In which lines of the data does the string "Debug" appear? Copy every one.

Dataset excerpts
▽

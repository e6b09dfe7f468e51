//! Async facade pairing a `ProfileClient` with a `Transport`.
//!
//! Exposes the four generic verbs the rest of the crate talks through. Each
//! call is a single round-trip: build, execute, parse. Nothing is retried.

use serde::de::DeserializeOwned;
use serde::Serialize;

use crate::client::ProfileClient;
use crate::config::ClientConfig;
use crate::error::ApiError;
use crate::transport::{ReqwestTransport, Transport};
use crate::types::UploadResponse;
use crate::upload::UploadFile;

#[derive(Debug, Clone)]
pub struct ApiClient<T> {
    client: ProfileClient,
    transport: T,
}

impl ApiClient<ReqwestTransport> {
    /// Client for the configured base URL over a fresh reqwest transport.
    pub fn from_config(config: &ClientConfig) -> Self {
        Self::new(ProfileClient::new(&config.base_url), ReqwestTransport::new())
    }
}

impl<T: Transport> ApiClient<T> {
    pub fn new(client: ProfileClient, transport: T) -> Self {
        Self { client, transport }
    }

    pub fn client(&self) -> &ProfileClient {
        &self.client
    }

    pub fn transport(&self) -> &T {
        &self.transport
    }

    pub async fn get<R: DeserializeOwned>(&self, path: &str) -> Result<R, ApiError> {
        let request = self.client.build_get(path);
        let response = self.transport.execute(request).await?;
        self.client.parse_json(response)
    }

    pub async fn post<B, R>(&self, path: &str, body: &B) -> Result<R, ApiError>
    where
        B: Serialize,
        R: DeserializeOwned,
    {
        let request = self.client.build_post(path, body)?;
        let response = self.transport.execute(request).await?;
        self.client.parse_json(response)
    }

    pub async fn patch<B, R>(&self, path: &str, body: &B) -> Result<R, ApiError>
    where
        B: Serialize,
        R: DeserializeOwned,
    {
        let request = self.client.build_patch(path, body)?;
        let response = self.transport.execute(request).await?;
        self.client.parse_json(response)
    }

    pub async fn delete(&self, path: &str) -> Result<(), ApiError> {
        let request = self.client.build_delete(path);
        let response = self.transport.execute(request).await?;
        self.client.parse_empty(response)
    }

    /// Sends `file` to the upload endpoint without any local validation.
    /// `UploadAdapter` is the entry point that validates first.
    pub async fn upload(&self, file: &UploadFile) -> Result<UploadResponse, ApiError> {
        let request = self.client.build_upload(file);
        let response = self.transport.execute(request).await?;
        self.client.parse_upload(response)
    }
}
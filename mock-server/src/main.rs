use anyhow::Result;
use mock_server::ServerConfig;
use tokio::net::TcpListener;
use tracing_subscriber::EnvFilter;

#[tokio::main]
async fn main() -> Result<()> {
    tracing_subscriber::fmt()
        .with_env_filter(EnvFilter::try_from_default_env().unwrap_or_else(|_| EnvFilter::new("info")))
        .init();

    let config = ServerConfig::from_env();
    let listener = TcpListener::bind(config.addr()).await?;
    let public_url = match config.public_url {
        Some(url) => url,
        None => mock_server::public_url_for(listener.local_addr()?),
    };
    mock_server::serve(listener, &public_url).await?;
    Ok(())
}
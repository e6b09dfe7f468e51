//! Client configuration sourced from the environment.

use std::env;

/// Environment variable holding the API server origin.
pub const API_URL_VAR: &str = "PROFILE_API_URL";

/// Origin used when `PROFILE_API_URL` is unset or blank.
pub const DEFAULT_API_URL: &str = "http://localhost:3001";

#[derive(Debug, Clone, PartialEq, Eq)]
pub struct ClientConfig {
    /// Server origin, without the `/api` prefix.
    pub base_url: String,
}

impl Default for ClientConfig {
    fn default() -> Self {
        Self {
            base_url: DEFAULT_API_URL.to_string(),
        }
    }
}

impl ClientConfig {
    /// Resolve the configuration once from the process environment.
    pub fn from_env() -> Self {
        Self::from_lookup(|key| env::var(key).ok())
    }

    pub fn from_lookup<F>(lookup: F) -> Self
    where
        F: Fn(&str) -> Option<String>,
    {
        let base_url = lookup(API_URL_VAR)
            .map(|url| url.trim().to_string())
            .filter(|url| !url.is_empty())
            .unwrap_or_else(|| DEFAULT_API_URL.to_string());
        Self { base_url }
    }
}
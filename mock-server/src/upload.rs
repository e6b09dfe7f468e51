//! Avatar uploads kept in memory and served back under `/uploads`.

use axum::{
    extract::{Multipart, Path, State},
    http::header,
    response::IntoResponse,
    Json,
};
use serde::{Deserialize, Serialize};
use tracing::info;
use uuid::Uuid;

use crate::error::{ServerError, ServerResult};
use crate::AppState;

pub const MAX_UPLOAD_BYTES: usize = 5 * 1024 * 1024;

#[derive(Clone, Debug)]
pub struct StoredUpload {
    pub content_type: String,
    pub data: Vec<u8>,
}

#[derive(Debug, Serialize, Deserialize)]
pub struct UploadResponse {
    pub url: String,
}

pub(crate) async fn upload_file(
    State(state): State<AppState>,
    mut multipart: Multipart,
) -> ServerResult<Json<UploadResponse>> {
    while let Some(field) = multipart
        .next_field()
        .await
        .map_err(|e| ServerError::BadRequest(e.to_string()))?
    {
        if field.name() != Some("file") {
            continue;
        }
        let content_type = field
            .content_type()
            .unwrap_or("application/octet-stream")
            .to_string();
        let extension = field
            .file_name()
            .and_then(|name| name.rsplit_once('.'))
            .map(|(_, ext)| format!(".{}", ext.to_ascii_lowercase()))
            .unwrap_or_default();
        let data = field
            .bytes()
            .await
            .map_err(|e| ServerError::BadRequest(e.to_string()))?;

        if data.len() > MAX_UPLOAD_BYTES {
            return Err(ServerError::PayloadTooLarge);
        }
        if !content_type.starts_with("image/") {
            return Err(ServerError::UnsupportedMediaType);
        }

        let key = format!("{}{extension}", Uuid::new_v4());
        info!(%key, size = data.len(), %content_type, "stored upload");
        state.uploads.write().await.insert(
            key.clone(),
            StoredUpload {
                content_type,
                data: data.to_vec(),
            },
        );
        let url = format!("{}/uploads/{key}", state.public_url);
        return Ok(Json(UploadResponse { url }));
    }

    Err(ServerError::BadRequest("missing file field".to_string()))
}

pub(crate) async fn get_upload(
    State(state): State<AppState>,
    Path(key): Path<String>,
) -> ServerResult<impl IntoResponse> {
    let uploads = state.uploads.read().await;
    let upload = uploads.get(&key).cloned().ok_or(ServerError::NotFound)?;
    Ok(([(header::CONTENT_TYPE, upload.content_type)], upload.data))
}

△

## Task output
#[derive(Debug, Clone)]
#[derive(Debug, Clone, PartialEq, Eq)]
#[derive(Clone, Debug)]
#[derive(Debug, Serialize, Deserialize)]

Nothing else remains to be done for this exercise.